Interview on February 28, 2018 at 1330 with Administrative Staff (AS) #3 while reviewing Patient #9's chart confirmed the inability to verify respiratory and circulatory status checks occurred every two hours per policy as a result of gaps in the documentation. Further interview revealed policy and procedures were not followed.

Interview on February 28, 2018 at 1430 with AS #2 revealed there were no restraint renewal orders in Patient #9's medical record from May 25, 2017 at 2300 until May 26, 2017 at 1900. Further interview revealed policy and procedures were not followed.

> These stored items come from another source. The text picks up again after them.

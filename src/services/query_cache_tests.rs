// src/services/query_cache_tests.rs
//
// Query cache scenarios against a counting fake catalog
//
// INVARIANTS TESTED:
// - Identical concurrent requests collapse into one catalog call
// - Infinite queries fetch pages 1, 2, 3 in order and stop at the last page
// - Concurrent next-page triggers never start a second fetch
// - Blank search text never reaches the catalog
// - Errors are stored in state and only cleared by a manual retry
// - A refetch keeps previous data visible while loading
// - Results for invalidated keys are discarded

#[cfg(test)]
mod coalescing_tests {
    use crate::services::test_support::{FakeCatalog, Harness};

    #[tokio::test]
    async fn test_identical_concurrent_requests_share_one_fetch() {
        let h = Harness::new(FakeCatalog::new());

        let (a, b, c) = tokio::join!(
            h.queries.popular_movies(1),
            h.queries.popular_movies(1),
            h.queries.popular_movies(1)
        );

        assert_eq!(h.catalog.call_count(), 1);
        assert!(a.is_success());
        assert_eq!(a, b);
        assert_eq!(b, c);
        assert_eq!(a.data.unwrap().results.len(), 20);
    }

    #[tokio::test]
    async fn test_different_keys_fetch_separately() {
        let h = Harness::new(FakeCatalog::new());

        let (first, second) = tokio::join!(h.queries.popular_movies(1), h.queries.popular_movies(2));

        assert_eq!(h.catalog.call_count(), 2);
        assert_eq!(first.data.unwrap().page, 1);
        assert_eq!(second.data.unwrap().page, 2);
    }

    #[tokio::test]
    async fn test_fresh_data_is_served_from_cache() {
        let h = Harness::new(FakeCatalog::new());

        h.queries.movie_details(7).await;
        let again = h.queries.movie_details(7).await;

        assert_eq!(h.catalog.call_count(), 1);
        assert_eq!(again.data.unwrap().id, 7);
    }

    #[tokio::test]
    async fn test_zero_stale_time_always_refetches() {
        use crate::events::ChangeNotifier;
        use std::time::Duration;

        let h = Harness::with_notifier(FakeCatalog::new(), ChangeNotifier::Local, Duration::ZERO);

        h.queries.movie_credits(3).await;
        h.queries.movie_credits(3).await;

        assert_eq!(h.catalog.call_count(), 2);
    }
}

#[cfg(test)]
mod infinite_query_tests {
    use crate::services::test_support::{FakeCatalog, Harness};

    #[tokio::test]
    async fn test_pages_accumulate_until_last_page() {
        let h = Harness::new(FakeCatalog::new().with_total_pages(3));

        let first = h.queries.search_movies("batman").await;
        assert!(first.is_success());
        let results = first.data.unwrap();
        assert_eq!(results.pages_loaded, 1);
        assert!(results.has_next_page);

        h.queries.search_next_page("batman").await;
        let third = h.queries.search_next_page("batman").await;
        let results = third.data.unwrap();
        assert_eq!(results.pages_loaded, 3);
        assert_eq!(results.movies.len(), 60);
        assert!(!results.has_next_page);

        // Past the last page: no call
        let fourth = h.queries.search_next_page("batman").await;
        assert_eq!(h.catalog.call_count(), 3);
        assert_eq!(h.catalog.pages(), vec![1, 2, 3]);
        assert_eq!(fourth.data.unwrap().pages_loaded, 3);
    }

    #[tokio::test]
    async fn test_next_page_on_empty_sequence_starts_at_one() {
        let h = Harness::new(FakeCatalog::new());

        let state = h.queries.search_next_page("alien").await;

        assert_eq!(h.catalog.pages(), vec![1]);
        assert_eq!(state.data.unwrap().pages_loaded, 1);
    }

    #[tokio::test]
    async fn test_concurrent_next_page_triggers_fetch_once() {
        let h = Harness::new(FakeCatalog::new().with_total_pages(5));
        h.queries.search_movies("heat").await;

        let (a, b, c) = tokio::join!(
            h.queries.search_next_page("heat"),
            h.queries.search_next_page("heat"),
            h.queries.search_next_page("heat")
        );

        assert_eq!(h.catalog.pages(), vec![1, 2]);
        assert_eq!(a.data.unwrap().pages_loaded, 2);
        assert_eq!(b.data.unwrap().pages_loaded, 2);
        assert_eq!(c.data.unwrap().pages_loaded, 2);
    }

    #[tokio::test]
    async fn test_single_page_listing_has_no_successor() {
        let h = Harness::new(FakeCatalog::new().with_total_pages(1));
        let kind = crate::integrations::MovieListKind::Upcoming;

        let state = h.queries.browse(kind).await;
        assert!(!state.data.unwrap().has_next_page);

        h.queries.browse_next_page(kind).await;
        assert_eq!(h.catalog.call_count(), 1);
    }

    #[tokio::test]
    async fn test_failed_page_keeps_earlier_pages() {
        use crate::error::CatalogError;

        let h = Harness::new(FakeCatalog::new().with_total_pages(4));
        h.queries.search_movies("jaws").await;

        h.catalog.fail_all(Some(CatalogError::Api {
            status: 500,
            message: "Internal Server Error".to_string(),
        }));
        let failed = h.queries.search_next_page("jaws").await;
        assert!(failed.is_error());
        assert_eq!(failed.data.unwrap().pages_loaded, 1);

        h.catalog.fail_all(None);
        let recovered = h.queries.search_next_page("jaws").await;
        assert!(recovered.is_success());
        assert_eq!(h.catalog.pages(), vec![1, 2, 2]);
        assert_eq!(recovered.data.unwrap().pages_loaded, 2);
    }
}

#[cfg(test)]
mod search_rule_tests {
    use crate::services::query_cache::QueryStatus;
    use crate::services::test_support::{FakeCatalog, Harness};

    #[tokio::test]
    async fn test_blank_search_stays_idle() {
        let h = Harness::new(FakeCatalog::new());

        for text in ["", "   ", "\t\n"] {
            let state = h.queries.search_movies(text).await;
            assert_eq!(state.status, QueryStatus::Idle);
            assert!(state.data.unwrap().movies.is_empty());

            let next = h.queries.search_next_page(text).await;
            assert!(next.is_idle());

            assert!(h.queries.search_page(text, 1).await.is_idle());
        }

        assert_eq!(h.catalog.call_count(), 0);
        assert!(h.cache.is_empty());
    }

    #[tokio::test]
    async fn test_search_text_is_trimmed_into_one_key() {
        let h = Harness::new(FakeCatalog::new());

        h.queries.search_movies("dune").await;
        h.queries.search_movies("  dune ").await;

        assert_eq!(h.catalog.call_count(), 1);
    }

    #[tokio::test]
    async fn test_results_can_be_sorted_client_side() {
        use crate::domain::{SortDirection, SortField, SortOption};

        let h = Harness::new(FakeCatalog::new());
        let results = h.queries.search_movies("any").await.data.unwrap();

        let sorted = results.sorted_by(SortOption::new(SortField::OriginalTitle, SortDirection::Desc));
        assert_eq!(sorted.movies[0].title, "Movie 9");
    }
}

#[cfg(test)]
mod state_machine_tests {
    use std::time::Duration;

    use crate::error::CatalogError;
    use crate::events::ChangeNotifier;
    use crate::integrations::MovieListKind;
    use crate::services::catalog_queries::CatalogQueries;
    use crate::services::query_cache::QueryStatus;
    use crate::services::test_support::{FakeCatalog, Harness};

    #[tokio::test]
    async fn test_error_is_stored_and_not_retried_automatically() {
        let h = Harness::new(FakeCatalog::new());
        h.catalog.fail_all(Some(CatalogError::Api {
            status: 503,
            message: "Service Unavailable".to_string(),
        }));

        let failed = h.queries.now_playing(1).await;
        assert_eq!(failed.status, QueryStatus::Error);
        assert!(failed.error.as_ref().unwrap().is_retryable());
        assert!(failed.data.is_none());
        assert_eq!(h.catalog.call_count(), 1);

        let key = CatalogQueries::movie_list_key(MovieListKind::NowPlaying, 1, "en");
        assert!(h.cache.peek(&key).is_error());
        assert_eq!(h.catalog.call_count(), 1);

        h.catalog.fail_all(None);
        let retried = h.queries.retry_movie_list(MovieListKind::NowPlaying, 1).await;
        assert!(retried.is_success());
        assert!(retried.error.is_none());
        assert_eq!(h.catalog.call_count(), 2);
    }

    #[tokio::test]
    async fn test_not_found_is_not_retryable() {
        let h = Harness::new(FakeCatalog::new());
        h.catalog.fail_all(Some(CatalogError::Api {
            status: 404,
            message: "The resource you requested could not be found.".to_string(),
        }));

        let state = h.queries.movie_details(999).await;
        let err = state.error.unwrap();
        assert!(err.is_not_found());
        assert!(!err.is_retryable());
    }

    #[tokio::test]
    async fn test_plain_reads_of_an_errored_key_make_no_new_call() {
        let h = Harness::new(FakeCatalog::new());
        h.catalog.fail_all(Some(CatalogError::Api {
            status: 404,
            message: "The resource you requested could not be found.".to_string(),
        }));

        let first = h.queries.movie_details(999).await;
        let second = h.queries.movie_details(999).await;

        assert_eq!(first.status, QueryStatus::Error);
        assert_eq!(second.status, QueryStatus::Error);
        assert!(second.error.unwrap().is_not_found());
        assert_eq!(h.catalog.call_count(), 1);

        h.catalog.fail_all(None);
        let retried = h.queries.retry_movie_details(999).await;
        assert!(retried.is_success());
        assert_eq!(h.catalog.call_count(), 2);
    }

    #[tokio::test]
    async fn test_errored_search_waits_for_a_manual_retry() {
        let h = Harness::new(FakeCatalog::new());
        h.catalog.fail_all(Some(CatalogError::Api {
            status: 503,
            message: "Service Unavailable".to_string(),
        }));

        assert!(h.queries.search_movies("alien").await.is_error());
        assert!(h.queries.search_movies("alien").await.is_error());
        assert_eq!(h.catalog.call_count(), 1);

        h.catalog.fail_all(None);
        let retried = h.queries.retry_search_movies("alien").await;
        assert!(retried.is_success());
        assert_eq!(retried.data.unwrap().pages_loaded, 1);
        assert_eq!(h.catalog.pages(), vec![1, 1]);
    }

    #[tokio::test]
    async fn test_invalidated_error_is_fetched_again() {
        let h = Harness::new(FakeCatalog::new());
        h.catalog.fail_all(Some(CatalogError::Transport("connection reset".to_string())));
        assert!(h.queries.upcoming(1).await.is_error());

        h.catalog.fail_all(None);
        h.cache
            .invalidate(&CatalogQueries::movie_list_key(MovieListKind::Upcoming, 1, "en"));
        assert!(h.queries.upcoming(1).await.is_success());
        assert_eq!(h.catalog.call_count(), 2);
    }

    #[tokio::test]
    async fn test_refetch_keeps_previous_data_while_loading() {
        let h = Harness::with_notifier(
            FakeCatalog::new().with_delay(Duration::from_millis(40)),
            ChangeNotifier::Local,
            Duration::from_secs(300),
        );
        let first = h.queries.popular_movies(1).await;
        let key = CatalogQueries::movie_list_key(MovieListKind::Popular, 1, "en");
        let mut rx = h.cache.subscribe(&key);

        let queries = h.queries.clone();
        let refetch =
            tokio::spawn(async move { queries.retry_movie_list(MovieListKind::Popular, 1).await });

        rx.changed().await.unwrap();
        let loading = rx.borrow_and_update().clone();
        assert_eq!(loading.status, QueryStatus::Loading);
        assert!(loading.is_fetching);
        assert_eq!(
            loading.data.and_then(|d| d.into_movies()),
            first.data.clone()
        );

        let settled = refetch.await.unwrap();
        assert!(settled.is_success());
        assert_eq!(h.catalog.call_count(), 2);
    }

    #[tokio::test]
    async fn test_result_for_invalidated_language_is_discarded() {
        let h = Harness::with_notifier(
            FakeCatalog::new().with_delay(Duration::from_millis(50)),
            ChangeNotifier::Local,
            Duration::from_secs(300),
        );

        let queries = h.queries.clone();
        let in_flight = tokio::spawn(async move { queries.movie_videos(12).await });
        tokio::time::sleep(Duration::from_millis(10)).await;

        h.locale.set_movie_language("ja").unwrap();
        let state = in_flight.await.unwrap();
        assert!(state.is_idle());

        // Let the superseded fetch finish; it must not resurrect the key
        tokio::time::sleep(Duration::from_millis(80)).await;
        let stale_key = CatalogQueries::movie_videos_key(12, "en");
        assert!(h.cache.peek(&stale_key).is_idle());
        assert!(h.cache.is_empty());

        let fresh = h.queries.movie_videos(12).await;
        assert!(fresh.is_success());
        assert_eq!(*h.catalog.languages.lock().unwrap(), vec!["en", "ja"]);
    }
}

#[cfg(test)]
mod housekeeping_tests {
    use std::sync::Arc;
    use std::time::Duration;

    use crate::integrations::MovieCatalog;
    use crate::services::catalog_queries::CatalogQueries;
    use crate::services::query_cache::{QueryCache, QueryData};
    use crate::services::test_support::FakeCatalog;

    #[tokio::test]
    async fn test_least_recently_used_entries_are_evicted() {
        let catalog: Arc<dyn MovieCatalog> = Arc::new(FakeCatalog::new().with_delay(Duration::ZERO));
        let cache = Arc::new(QueryCache::new(catalog, Duration::from_secs(300), 2));

        for id in 1..=3i64 {
            let key = CatalogQueries::movie_credits_key(id, "en");
            cache
                .fetch(key, move |catalog| async move {
                    catalog.movie_credits(id, Some("en")).await.map(QueryData::Credits)
                })
                .await;
        }

        assert_eq!(cache.len(), 2);
        assert!(cache.peek(&CatalogQueries::movie_credits_key(1, "en")).is_idle());
        assert!(cache.peek(&CatalogQueries::movie_credits_key(3, "en")).is_success());
    }

    #[tokio::test]
    async fn test_invalidate_language_only_touches_that_language() {
        let catalog: Arc<dyn MovieCatalog> = Arc::new(FakeCatalog::new().with_delay(Duration::ZERO));
        let cache = Arc::new(QueryCache::new(catalog, Duration::from_secs(300), 10));

        for language in ["en", "ja", "en"] {
            let key = CatalogQueries::movie_reviews_key(1, 1, language);
            let lang = language.to_string();
            cache
                .fetch(key, move |catalog| async move {
                    catalog.movie_reviews(1, 1, Some(&lang)).await.map(QueryData::Reviews)
                })
                .await;
        }
        assert_eq!(cache.len(), 2);

        assert_eq!(cache.invalidate_language("en"), 1);
        assert!(cache.peek(&CatalogQueries::movie_reviews_key(1, 1, "ja")).is_success());

        cache.invalidate_all();
        assert!(cache.is_empty());
    }

    #[tokio::test]
    async fn test_invalidate_marks_stale_but_keeps_data() {
        let fake = Arc::new(FakeCatalog::new().with_delay(Duration::ZERO));
        let catalog: Arc<dyn MovieCatalog> = fake.clone();
        let cache = Arc::new(QueryCache::new(catalog, Duration::from_secs(300), 10));
        let key = CatalogQueries::movie_details_key(4, "en");

        let fetch = |cache: Arc<QueryCache>| async move {
            cache
                .fetch(CatalogQueries::movie_details_key(4, "en"), |catalog| async move {
                    catalog
                        .movie_details(4, Some("en"))
                        .await
                        .map(|d| QueryData::Detail(Box::new(d)))
                })
                .await
        };

        fetch(Arc::clone(&cache)).await;
        cache.invalidate(&key);
        assert!(cache.peek(&key).data.is_some());

        fetch(Arc::clone(&cache)).await;
        assert_eq!(fake.call_count(), 2);
        assert!(cache.remove(&key));
    }
}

Interview on February 28, 2018 at 1030 with RN #11 who had provided care to Patient #9 on two occasions revealed she had received initial restraint training, and had participated in annual training updates. Interview with RN #11 revealed "observation rooms" had a staff member sitting in an alcove outside the rooms to observe and document patient behaviors every fifteen minutes, and nurses performed and documented general assessment and seclusion checks every two hours in the electronic record. Interview also revealed new restraint order sets needed to be signed by a physician at least every twenty-four hours, and renewed by staff every at least every four hours until another restraint order was required of the physician. Interview revealed RN #11 had requested use of intramuscular ziprasidone (a psychoactive medication for treating acute agitation in schizophrenia) because of patient agitation on the morning of May 29, 2017, and later in the day, the restraint chair because Patient #9 " ...would get up and walk around the room, and flop back across the bed. Almost hit her head, and we were worried she would injure herself," and the physician had approved use of the restraint chair for two hours. Interview revealed RN #11 had obtained renewal orders for continued use of the seclusion room on May 29, 2017.